Mitigation: Always have database backups before major schema changes.

Column Rename Detection

The system automatically detects column renames when you use the x-rename-from hint in your schema.

How It Works

Without rename hint (DATA LOSS):

{
"fields": [
{
"name": "email_address",
"type": "string"
}
]
}

Alembic sees:

  • Old column email missing in new schema → DROP COLUMN email
  • New column email_address not in database → ADD COLUMN email_address
  • Result: All email data is lost!

With rename hint (DATA PRESERVED):

{
"fields": [
{
"name": "email_address",
"type": "string",
"x-rename-from": "email"
}
]
}

System detects:

  • New column has x-rename-from: "email" hint
  • Old column email exists and is being dropped
  • Result: Generates ALTER TABLE RENAME COLUMN email TO email_address
  • Data preserved!

Example: Renaming Multiple Columns

{
"fields": [
{
"name": "id",
"type": "integer"
},
{
"name": "email_address",
"type": "string",
"x-rename-from": "email"
},
{
"name": "full_name",
"type": "string",
"x-rename-from": "name"
},
{
"name": "phone_number",
"type": "string",
"x-rename-from": "phone"
}
],
"primaryKey": ["id"]
}

Generated SQL:

ALTER TABLE users RENAME COLUMN email TO email_address;
ALTER TABLE users RENAME COLUMN name TO full_name;
ALTER TABLE users RENAME COLUMN phone TO phone_number;

Migration Log Output

When rename is detected, you'll see in the logs:

INFO: Column 'email_address' marked as rename from 'email'
INFO: Detected column rename: users.email → email_address
INFO: Migration #1: AlterColumnOp
- Table: users
- Column: email
- New Name: email_address
Best Practice

Always use x-rename-from when renaming columns in production. Without it, the system cannot distinguish a rename from a drop+add operation.

Remove Hint After Migration

After the migration succeeds, you can optionally remove the x-rename-from hint from your schema.
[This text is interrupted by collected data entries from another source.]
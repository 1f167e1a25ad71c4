//! Request ID generation and response header helpers.

use salvo::{
    http::{StatusCode, header::HeaderValue},
    prelude::Response,
};
use tracing::warn;
use uuid::Uuid;

pub(super) const REQUEST_ID_HEADER: &str = "x-request-id";

pub(super) fn resolve_request_id(header_value: Option<String>) -> String {
    header_value
        .filter(|value| !value.trim().is_empty())
        .unwrap_or_else(|| Uuid::now_v7().to_string())
}

pub(super) fn set_request_id_header(res: &mut Response, request_id: &str) {
    match HeaderValue::from_str(request_id) {
        Ok(value) => {
            res.headers_mut().insert(REQUEST_ID_HEADER, value);
        }
        Err(source) => {
            warn!(
                request_id,
                "could not encode request id for response header: {source}"
            );
        }
    }
}

pub(super) fn response_status_or_ok(status_code: Option<StatusCode>) -> StatusCode {
    status_code.unwrap_or(StatusCode::OK)
}
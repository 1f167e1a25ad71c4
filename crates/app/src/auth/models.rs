//! Auth data models.

use std::fmt;

/// How a caller proved its identity.
#[derive(Debug, Clone, Copy, PartialEq, Eq)]
pub enum AuthScheme {
    Basic,
    Bearer,
}

/// An authenticated caller.
#[derive(Debug, Clone, PartialEq, Eq)]
pub struct Principal {
    /// User name for Basic callers, the `sub` claim for bearer callers.
    pub subject: String,

    pub scheme: AuthScheme,
}

impl fmt::Display for AuthScheme {
    fn fmt(&self, f: &mut fmt::Formatter<'_>) -> fmt::Result {
        f.write_str(match self {
            Self::Basic => "basic",
            Self::Bearer => "bearer",
        })
    }
}
use clap::Args;
use taproom_app::database;

#[derive(Debug, Args)]
pub(crate) struct MigrateArgs {
    /// PostgreSQL connection string
    #[arg(long, env = "DATABASE_URL", hide_env_values = true)]
    database_url: String,
}

pub(crate) async fn run(args: MigrateArgs) -> Result<(), String> {
    let pool = database::connect(&args.database_url)
        .await
        .map_err(|error| format!("failed to connect to database: {error}"))?;

    database::migrate(&pool)
        .await
        .map_err(|error| format!("failed to apply migrations: {error}"))?;

    println!("migrations applied");

    Ok(())
}
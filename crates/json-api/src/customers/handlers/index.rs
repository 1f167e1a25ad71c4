//! Customer Index Handler

use std::sync::Arc;

use salvo::prelude::*;

use crate::{
    customers::{errors::into_status_error, models::CustomerResponse},
    errors::ApiError,
    extensions::*,
    state::State,
};

/// Customer Index Handler
///
/// Returns every customer ordered by name.
#[endpoint(
    tags("customers"),
    summary = "List Customers",
    security(("basic_auth" = []), ("bearer_auth" = []))
)]
pub(crate) async fn handler(depot: &mut Depot) -> Result<Json<Vec<CustomerResponse>>, ApiError> {
    let state = depot.obtain_or_500::<Arc<State>>()?;

    let customers = state
        .app
        .customers
        .list_customers()
        .await
        .map_err(into_status_error)?;

    Ok(Json(customers.into_iter().map(Into::into).collect()))
}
It's only needed during the rename operation itself.

Best Practices

Development Workflow

  1. Test locally first

    # Create test app
    curl -X POST /api/apps/ -d '{"name": "test-migrations"}'

    # Test schema change
    curl -X PATCH /api/apps/test-migrations/datatables/users/ \
    -H "Content-Type: application/json" \
    -d '{"json_schema": {...}}'
  2. Use preview endpoint

    # Preview changes before applying
    curl -X POST /api/apps/myapp/datatables/users/preview-changes/ \
    -d '{"new_schema": {...}}'
  3. Validate schema

    # Check for errors before saving
    curl -X POST /api/apps/myapp/datatables/users/validate-schema/ \
    -d '{"schema": {...}}'
  4. Review operation history

    # Verify migration succeeded
    curl -X GET /api/apps/myapp/datatables/users/operation-history/

Production Strategies

Zero-Downtime Migrations

For large tables, use a multi-step approach:

Step 1: Add nullable column

{
"fields": [
...existing fields...,
{"name": "new_field", "type": "string"} // No constraints
]
}

Step 2: Populate data (run script)

UPDATE myapp_users SET new_field = 'default_value' WHERE new_field IS NULL;

Step 3: Add NOT NULL constraint (separate migration)

{
"fields": [
...existing fields...,
{"name": "new_field", "type": "string", "constraints": {"required": true}}
]
}

Handling Breaking Changes

Instead of this (BREAKS!):

// Removing a field applications depend on
{
"fields": [
{"name": "id", "type": "integer"},
{"name": "email", "type": "string"}
// "name" field removed ❌
]
}

Do this (Safe):

// 1. Deploy code that doesn't use "name"
// 2. THEN remove field from schema
{
"fields": [
{"name": "id", "type": "integer"},
{"name": "email", "type": "string"}
]
}

Backup Before Major Changes

# PostgreSQL backup
pg_dump -h localhost -U user -d database -n myapp_schema > backup.sql

# Apply migration
curl -X PATCH /api/apps/myapp/datatables/users/ ...

# If issues, restore
psql -h localhost -U user -d database < backup.sql

Common Patterns

✅ Adding a Nullable Column (Safe)

{
"fields": [
...existing fields...,
{
"name": "phone_number",
"type": "string",
"constraints": {"maxLength": 20}
}
]
}

✅ Adding a Column with Default (Safe)

{
"fields": [
...existing fields...,
{
"name": "status",
"type": "string",
"default": "active"
}
]
}

✅ Removing Unused Columns (Safe)

{
"fields": [
{"name": "id", "type": "integer"},
{"name": "email", "type": "string"}
// "deprecated_field" removed
]
}

⚠️ Changing Column Type (Check Compatibility)

{
"fields": [
{
"name": "age",
"type": "integer" // Changed from "string"
}
]
}

Validation needed: Ensure all existing age values are valid integers.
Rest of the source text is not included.